In the Domesday Book, wood pasture was known as silva pastilis. (Coppice woodland was known as silva minuta.)
Wood pastures and old parklands are a valuable part of the UK’s natural and historic environment and are classed as a Priority Habitat. Many are of world heritage significance for their cultural and landscape interest. They make a great contribution to tourism as well as to ecosystem services. Wood pasture and old parkland is a mosaic of the following:
- Ancient and veteran trees, as maidens or pollards, of great size and age
- Open grassland, heathland or moorland
- Patches of shrubs or more closely spaced trees
- Grazing animals, and a long continuity of traditional grazed open habitat
- Continuity of very long-lived, open crowned, individual trees.
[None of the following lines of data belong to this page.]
//! Guarantee validation subsystem.
//!
//! Aggregates applicable guarantees for a skill or gate, runs the
//! type-specific validators, and tracks acknowledgments and failures.

pub mod ack;
pub mod context;
pub mod failures;
pub mod result;
pub mod service;
pub mod validators;

pub use ack::{AckStore, Acknowledgment, ResolutionType};
pub use context::ValidationContext;
pub use failures::{FailureLog, GuaranteeFailureRecord};
pub use result::{Evidence, GuaranteeResult, ValidationSummary};
pub use service::GuaranteeService;
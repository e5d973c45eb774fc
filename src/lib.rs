//! Loopgate - guarantee-gated loop execution
//!
//! Loopgate drives multi-phase loop executions through a persisted state
//! machine, gating skill completion and gate approval on declared guarantees
//! validated against the real world (files, proof artifacts, git state).

pub mod collab;
pub mod domain;
pub mod engine;
pub mod error;
pub mod evidence;
pub mod guarantee;
pub mod id;
pub mod registry;

pub use error::{LoopgateError, Result};
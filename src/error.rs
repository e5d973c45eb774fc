//! Error types for Loopgate
//!
//! Centralized error handling using thiserror.

use thiserror::Error;

use crate::guarantee::result::GuaranteeResult;

/// All error types that can occur in Loopgate
#[derive(Debug, Error)]
pub enum LoopgateError {
    /// Loop definition not found by the resolver
    #[error("Loop not found: {0}")]
    LoopNotFound(String),

    /// Execution not found in the working set
    #[error("Execution not found: {0}")]
    ExecutionNotFound(String),

    /// Skill not found in the current phase
    #[error("Skill not found in phase {phase}: {skill_id}")]
    SkillNotFound { phase: String, skill_id: String },

    /// Gate not found on the execution
    #[error("Gate not found: {0}")]
    GateNotFound(String),

    /// Invalid state transition or operation
    #[error("Invalid state: {0}")]
    InvalidState(String),

    /// One or more required guarantees failed validation
    #[error("Guarantee violation: {} blocking guarantee(s) failed", blocking.len())]
    GuaranteeViolation { blocking: Vec<GuaranteeResult> },

    /// Storage/persistence error
    #[error("Storage error: {0}")]
    Storage(String),

    /// Git subprocess error
    #[error("Git error: {0}")]
    Git(String),

    /// IO error
    #[error("IO error: {0}")]
    Io(#[from] std::io::Error),

    /// JSON serialization/deserialization error
    #[error("JSON error: {0}")]
    Json(#[from] serde_json::Error),
}

impl LoopgateError {
    /// The blocking guarantee results carried by a violation, if any.
    pub fn blocking_guarantees(&self) -> &[GuaranteeResult] {
        match self {
            LoopgateError::GuaranteeViolation { blocking } => blocking,
            _ => &[],
        }
    }
}

/// Result type alias for Loopgate operations
pub type Result<T> = std::result::Result<T, LoopgateError>;
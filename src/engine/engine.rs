//! The execution engine.
//!
//! Owns the in-memory working set of live executions and drives the
//! phase/skill/gate state machine. Every mutating operation appends a log
//! entry to the execution and rewrites its durable snapshot before
//! returning. Callers serialize operations per execution id; different ids
//! are fully independent.

use std::collections::HashMap;
use std::path::PathBuf;
use std::sync::Arc;

use serde::{Deserialize, Serialize};
use tokio::sync::RwLock;

use crate::collab::{LoopResolver, Notifier, SkillResolver};
use crate::domain::execution::{
    ExecutionStatus, GateStatus, LoopExecution, SkillExecutionRecord, SkillStatus,
};
use crate::domain::log::{LogEntry, LogFilter};
use crate::engine::precontext::{self, PreLoopContext};
use crate::engine::snapshot;
use crate::error::{LoopgateError, Result};
use crate::guarantee::context::ValidationContext;
use crate::guarantee::result::ValidationSummary;
use crate::guarantee::GuaranteeService;
use crate::id::{generate_skill_run_id, now_ms};

/// Caller-supplied outcome of running a skill.
#[derive(Debug, Clone, Default, Serialize, Deserialize)]
#[serde(rename_all = "camelCase")]
pub struct SkillResult {
    /// Canonical deliverable names produced by the skill
    #[serde(default)]
    pub deliverables: Vec<String>,
    pub outcome_score: Option<f64>,
    /// Bypass guarantee validation entirely for this completion
    #[serde(default)]
    pub skip_guarantees: bool,
}

/// Options for gate approval.
#[derive(Debug, Clone, Copy, Default)]
pub struct GateOptions {
    pub skip_guarantees: bool,
}

/// What `start_execution` hands back: the fresh execution plus advisory
/// pre-loop context.
#[derive(Debug, Clone)]
pub struct StartOutcome {
    pub execution: LoopExecution,
    pub context: PreLoopContext,
}

/// Derived listing entry; the full execution stays behind `get_execution`.
#[derive(Debug, Clone, Serialize, Deserialize)]
#[serde(rename_all = "camelCase")]
pub struct ExecutionSummary {
    pub id: String,
    pub loop_id: String,
    pub project: String,
    pub status: ExecutionStatus,
    pub current_phase: String,
    pub phases_completed: usize,
    pub phases_total: usize,
    pub skills_completed: usize,
    pub skills_total: usize,
    pub created_at: i64,
    pub updated_at: i64,
}

impl ExecutionSummary {
    fn from_execution(exec: &LoopExecution) -> Self {
        let phases_completed = exec
            .phases
            .iter()
            .filter(|p| p.status == crate::domain::execution::PhaseStatus::Completed)
            .count();
        let (skills_completed, skills_total) = exec.phases.iter().flat_map(|p| &p.skills).fold(
            (0usize, 0usize),
            |(done, total), s| {
                (done + usize::from(s.status.is_resolved()), total + 1)
            },
        );

        Self {
            id: exec.id.clone(),
            loop_id: exec.loop_id.clone(),
            project: exec.project.clone(),
            status: exec.status,
            current_phase: exec.current_phase.clone(),
            phases_completed,
            phases_total: exec.phases.len(),
            skills_completed,
            skills_total,
            created_at: exec.created_at,
            updated_at: exec.updated_at,
        }
    }
}

/// Drives loop executions through their state machine.
pub struct ExecutionEngine {
    data_root: PathBuf,
    projects_root: PathBuf,
    loops: Arc<dyn LoopResolver>,
    skills: Arc<dyn SkillResolver>,
    guarantees: Arc<GuaranteeService>,
    notifier: Arc<dyn Notifier>,
    executions: RwLock<HashMap<String, LoopExecution>>,
}
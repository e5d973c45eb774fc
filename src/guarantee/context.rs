//! Validation context.

use std::path::PathBuf;

use crate::registry::condition::ConditionScope;

/// Shared context handed to every validator in one validation request.
#[derive(Debug, Clone)]
pub struct ValidationContext {
    pub execution_id: String,
    pub loop_id: String,
    /// Empty for gate-level validation (gates are not skill-scoped)
    pub skill_id: String,
    pub phase: String,
    pub mode: String,
    /// Resolved project directory; globs and git commands run here
    pub project_path: PathBuf,
}

impl ValidationContext {
    /// Condition scope derived from this context.
    pub fn condition_scope(&self) -> ConditionScope {
        ConditionScope {
            mode: self.mode.clone(),
            phase: self.phase.clone(),
            skill_id: self.skill_id.clone(),
            loop_id: self.loop_id.clone(),
        }
    }
}
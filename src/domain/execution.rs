//! Loop execution aggregate.
//!
//! `LoopExecution` is the root aggregate of the engine: phase, skill, and
//! gate state plus append-only history and logs. It is mutated exclusively
//! through the engine's public operations and persisted as a whole snapshot
//! after every mutation.

use serde::{Deserialize, Serialize};

use crate::domain::log::LogEntry;
use crate::domain::loop_def::LoopDefinition;
use crate::id::{generate_execution_id, now_ms};

/// Status of a whole loop execution
#[derive(Debug, Clone, Copy, PartialEq, Eq, Serialize, Deserialize)]
#[serde(rename_all = "lowercase")]
pub enum ExecutionStatus {
    /// Progressing through phases
    Active,
    /// User-initiated pause (resumable)
    Paused,
    /// A guarantee violation or gate rejection stopped progress (resumable)
    Blocked,
    /// Final phase advanced past, terminal
    Completed,
    /// Aborted, terminal
    Failed,
}

impl ExecutionStatus {
    /// Returns true if the execution is in a terminal state
    pub fn is_terminal(&self) -> bool {
        matches!(self, ExecutionStatus::Completed | ExecutionStatus::Failed)
    }

    pub fn as_str(&self) -> &'static str {
        match self {
            ExecutionStatus::Active => "active",
            ExecutionStatus::Paused => "paused",
            ExecutionStatus::Blocked => "blocked",
            ExecutionStatus::Completed => "completed",
            ExecutionStatus::Failed => "failed",
        }
    }
}

/// Status of a phase within an execution
#[derive(Debug, Clone, Copy, PartialEq, Eq, Serialize, Deserialize)]
#[serde(rename_all = "kebab-case")]
pub enum PhaseStatus {
    Pending,
    InProgress,
    Completed,
}

/// Status of a skill within a phase
#[derive(Debug, Clone, Copy, PartialEq, Eq, Serialize, Deserialize)]
#[serde(rename_all = "kebab-case")]
pub enum SkillStatus {
    Pending,
    InProgress,
    Completed,
    Skipped,
    Failed,
}

impl SkillStatus {
    /// A resolved skill no longer blocks phase completion
    pub fn is_resolved(&self) -> bool {
        matches!(self, SkillStatus::Completed | SkillStatus::Skipped)
    }
}

/// Status of an approval gate
#[derive(Debug, Clone, Copy, PartialEq, Eq, Serialize, Deserialize)]
#[serde(rename_all = "lowercase")]
pub enum GateStatus {
    Pending,
    Approved,
    Rejected,
}

/// Per-skill state within a phase execution
#[derive(Debug, Clone, Serialize, Deserialize)]
#[serde(rename_all = "camelCase")]
pub struct SkillState {
    pub skill_id: String,
    pub status: SkillStatus,
}

/// Per-phase state within an execution
#[derive(Debug, Clone, Serialize, Deserialize)]
#[serde(rename_all = "camelCase")]
pub struct PhaseExecution {
    pub name: String,
    pub status: PhaseStatus,
    pub skills: Vec<SkillState>,
    pub started_at: Option<i64>,
    pub completed_at: Option<i64>,
}

impl PhaseExecution {
    /// Mark the phase in-progress with a start timestamp.
    pub fn begin(&mut self, now: i64) {
        self.status = PhaseStatus::InProgress;
        self.started_at = Some(now);
    }

    /// Mark the phase completed with a completion timestamp.
    pub fn complete(&mut self, now: i64) {
        self.status = PhaseStatus::Completed;
        self.completed_at = Some(now);
    }

    /// Skills not yet resolved (neither completed nor skipped).
    pub fn unresolved_skills(&self) -> Vec<&str> {
        self.skills
            .iter()
            .filter(|s| !s.status.is_resolved())
            .map(|s| s.skill_id.as_str())
            .collect()
    }

    /// Look up a skill's state by id.
    pub fn skill_mut(&mut self, skill_id: &str) -> Option<&mut SkillState> {
        self.skills.iter_mut().find(|s| s.skill_id == skill_id)
    }
}

/// Approval state of a gate on an execution
#[derive(Debug, Clone, Serialize, Deserialize)]
#[serde(rename_all = "camelCase")]
pub struct GateState {
    pub gate_id: String,
    pub status: GateStatus,
    pub approved_by: Option<String>,
    pub timestamp: Option<i64>,
    pub feedback: Option<String>,
}

/// Append-only record of one completed/attempted skill run
#[derive(Debug, Clone, Serialize, Deserialize)]
#[serde(rename_all = "camelCase")]
pub struct SkillExecutionRecord {
    pub id: String,
    pub skill_id: String,
    pub skill_version: Option<String>,
    pub phase: String,
    pub status: SkillStatus,
    pub started_at: Option<i64>,
    pub completed_at: i64,
    #[serde(default)]
    pub deliverables: Vec<String>,
    pub outcome_score: Option<f64>,
}

/// The root aggregate: one running (or finished) instance of a loop.
#[derive(Debug, Clone, Serialize, Deserialize)]
#[serde(rename_all = "camelCase")]
pub struct LoopExecution {
    //=== Identity ===
    pub id: String,
    pub loop_id: String,
    pub loop_version: String,
    pub project: String,
    pub mode: String,
    pub autonomy: String,

    //=== State ===
    /// Name of the phase presently active; at most one phase is in-progress
    pub current_phase: String,
    pub status: ExecutionStatus,
    pub phases: Vec<PhaseExecution>,
    pub gates: Vec<GateState>,

    //=== History ===
    /// Append-only history of skill runs
    #[serde(default)]
    pub skill_executions: Vec<SkillExecutionRecord>,
    /// Append-only structured log; pruning is a collaborator concern
    #[serde(default)]
    pub logs: Vec<LogEntry>,

    //=== Timestamps ===
    pub created_at: i64,
    pub updated_at: i64,
    pub completed_at: Option<i64>,
}

impl LoopExecution {
    /// Build a fresh execution from a loop definition. Every phase, skill,
    /// and gate starts pending; the engine begins the first phase.
    pub fn new(definition: &LoopDefinition, project: &str, mode: &str, autonomy: &str) -> Self {
        let now = now_ms();
        let phases = definition
            .phases
            .iter()
            .map(|p| PhaseExecution {
                name: p.name.clone(),
                status: PhaseStatus::Pending,
                skills: p
                    .skills
                    .iter()
                    .map(|s| SkillState {
                        skill_id: s.clone(),
                        status: SkillStatus::Pending,
                    })
                    .collect(),
                started_at: None,
                completed_at: None,
            })
            .collect();

        let gates = definition
            .gates
            .iter()
            .map(|g| GateState {
                gate_id: g.id.clone(),
                status: GateStatus::Pending,
                approved_by: None,
                timestamp: None,
                feedback: None,
            })
            .collect();

        Self {
            id: generate_execution_id(),
            loop_id: definition.id.clone(),
            loop_version: definition.version.clone(),
            project: project.to_string(),
            mode: mode.to_string(),
            autonomy: autonomy.to_string(),
            current_phase: definition.phases.first().map(|p| p.name.clone()).unwrap_or_default(),
            status: ExecutionStatus::Active,
            phases,
            gates,
            skill_executions: Vec::new(),
            logs: Vec::new(),
            created_at: now,
            updated_at: now,
            completed_at: None,
        }
    }

    /// Update the timestamp
    pub fn touch(&mut self) {
        self.updated_at = now_ms();
    }

    /// The phase-execution record for the current phase.
    pub fn current_phase_exec(&self) -> Option<&PhaseExecution> {
        self.phases.iter().find(|p| p.name == self.current_phase)
    }

    /// Mutable access to the current phase record.
    pub fn current_phase_exec_mut(&mut self) -> Option<&mut PhaseExecution> {
        let name = self.current_phase.clone();
        self.phases.iter_mut().find(|p| p.name == name)
    }

    /// Mutable access to a gate's state by id.
    pub fn gate_mut(&mut self, gate_id: &str) -> Option<&mut GateState> {
        self.gates.iter_mut().find(|g| g.gate_id == gate_id)
    }

    /// Gate state by id.
    pub fn gate(&self, gate_id: &str) -> Option<&GateState> {
        self.gates.iter().find(|g| g.gate_id == gate_id)
    }

    /// Append a log entry and refresh `updated_at`.
    pub fn log(&mut self, entry: LogEntry) {
        self.logs.push(entry);
        self.touch();
    }
}
//! ID generation utilities for Loopgate
//!
//! Provides functions for generating unique identifiers for executions,
//! skill runs, and acknowledgment records.

use rand::Rng;

/// Get current timestamp in milliseconds since Unix epoch
pub fn now_ms() -> i64 {
    std::time::SystemTime::now()
        .duration_since(std::time::UNIX_EPOCH)
        .unwrap()
        .as_millis() as i64
}

/// Generate a unique execution ID
///
/// Format: `exec-{timestamp_ms}-{random_hex}`
/// Example: `exec-1738300800123-a1b2`
pub fn generate_execution_id() -> String {
    let timestamp = now_ms();
    let random: u16 = rand::rng().random();
    format!("exec-{}-{:04x}", timestamp, random)
}

/// Generate a skill-execution record ID
///
/// Format: `run-{skill_id}-{timestamp_ms}-{random_hex}`
pub fn generate_skill_run_id(skill_id: &str) -> String {
    let timestamp = now_ms();
    let random: u16 = rand::rng().random();
    format!("run-{}-{}-{:04x}", skill_id, timestamp, random)
}
//! Type-specific guarantee validators.
//!
//! Each family receives the guarantee's validation spec plus the shared
//! context and produces a `GuaranteeResult`. Validator-internal errors are
//! downgraded to guarantee-level errors or warnings; nothing here panics
//! or propagates past the validator boundary.

use std::path::Path;

use crate::collab::DeliverableStore;
use crate::guarantee::context::ValidationContext;
use crate::guarantee::result::GuaranteeResult;
use crate::registry::guarantee::{Guarantee, ValidationSpec};

pub mod content;
pub mod deliverable;
pub mod git_state;
pub mod quality;
pub mod step_proof;

/// External resources validators draw on.
pub struct ValidatorDeps<'a> {
    /// Root of the durable data directory (proof artifacts live here)
    pub data_root: &'a Path,
    pub deliverables: &'a dyn DeliverableStore,
}

/// Dispatch to the matching validator family.
pub fn run_validator(
    guarantee: &Guarantee,
    ctx: &ValidationContext,
    deps: &ValidatorDeps<'_>,
) -> GuaranteeResult {
    match &guarantee.spec {
        ValidationSpec::Deliverable(spec) => {
            deliverable::validate(guarantee, spec, ctx, deps.deliverables)
        }
        ValidationSpec::StepProof(spec) => step_proof::validate(guarantee, spec, ctx, deps.data_root),
        ValidationSpec::Content(spec) => content::validate(guarantee, spec, ctx, deps.deliverables),
        ValidationSpec::Quality(spec) => quality::validate(guarantee, spec, ctx),
        ValidationSpec::GitState(spec) => git_state::validate(guarantee, spec, ctx),
    }
}

/// True when a file name looks like a canonical deliverable: upper-snake
/// `.md`, optionally versioned (`REPORT.md`, `DESIGN_V2.md`).
pub(crate) fn is_canonical_deliverable_name(name: &str) -> bool {
    let Some(stem) = name.strip_suffix(".md") else {
        return false;
    };
    if stem.is_empty() {
        return false;
    }
    let mut chars = stem.chars();
    let first = chars.next().unwrap();
    first.is_ascii_uppercase()
        && stem
            .chars()
            .all(|c| c.is_ascii_uppercase() || c.is_ascii_digit() || c == '_')
}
- Fallen but regenerating trees
- Microhabitats e.g. large-diameter hollowing trees, rot holes, ageing bark
- A wide range of specialised fungi, invertebrates and lichens
- Cavities for nesting and roosting bats, birds and other species
- Nectar sources.
Extent of wood-pastures and parkland
Britain is thought to have a large proportion of this important resource within Europe. Sadly, however, there are no reliable statistics on the extent of the overall cover, nor on its loss or fragmentation. Some internationally important wood pastures and parkland include:
- Sherwood Forest (Nottinghamshire)
- Borrowdale and Glenamara (Cumbria)
- Dinefwr Park (Carmarthenshire)
- Glen Finglas (Stirling)
- Glenarm (County Antrim)
Further Reading and Useful Links:
The Woodland Trust’s Ancient Tree Hunt project,
www.AncientTreeHunt.org.uk and Natural England’s provisional
wood-pasture and parkland inventory are two powerful datasets
being used to identify important sites.
The Wood-pasture and Parkland Technical Advisory Group (TAG) was set up to:
- Promote the conservation and management of semi-natural wood-pastures and parkland habitats and their biodiversity
- Provide advice on habitat and specialist species to land managers and Government
- Promote research and inventory of the habitat in the UK and Europe
- Ensure the habitat and the conservation of the species associated with it are incorporated into future land use and development planning.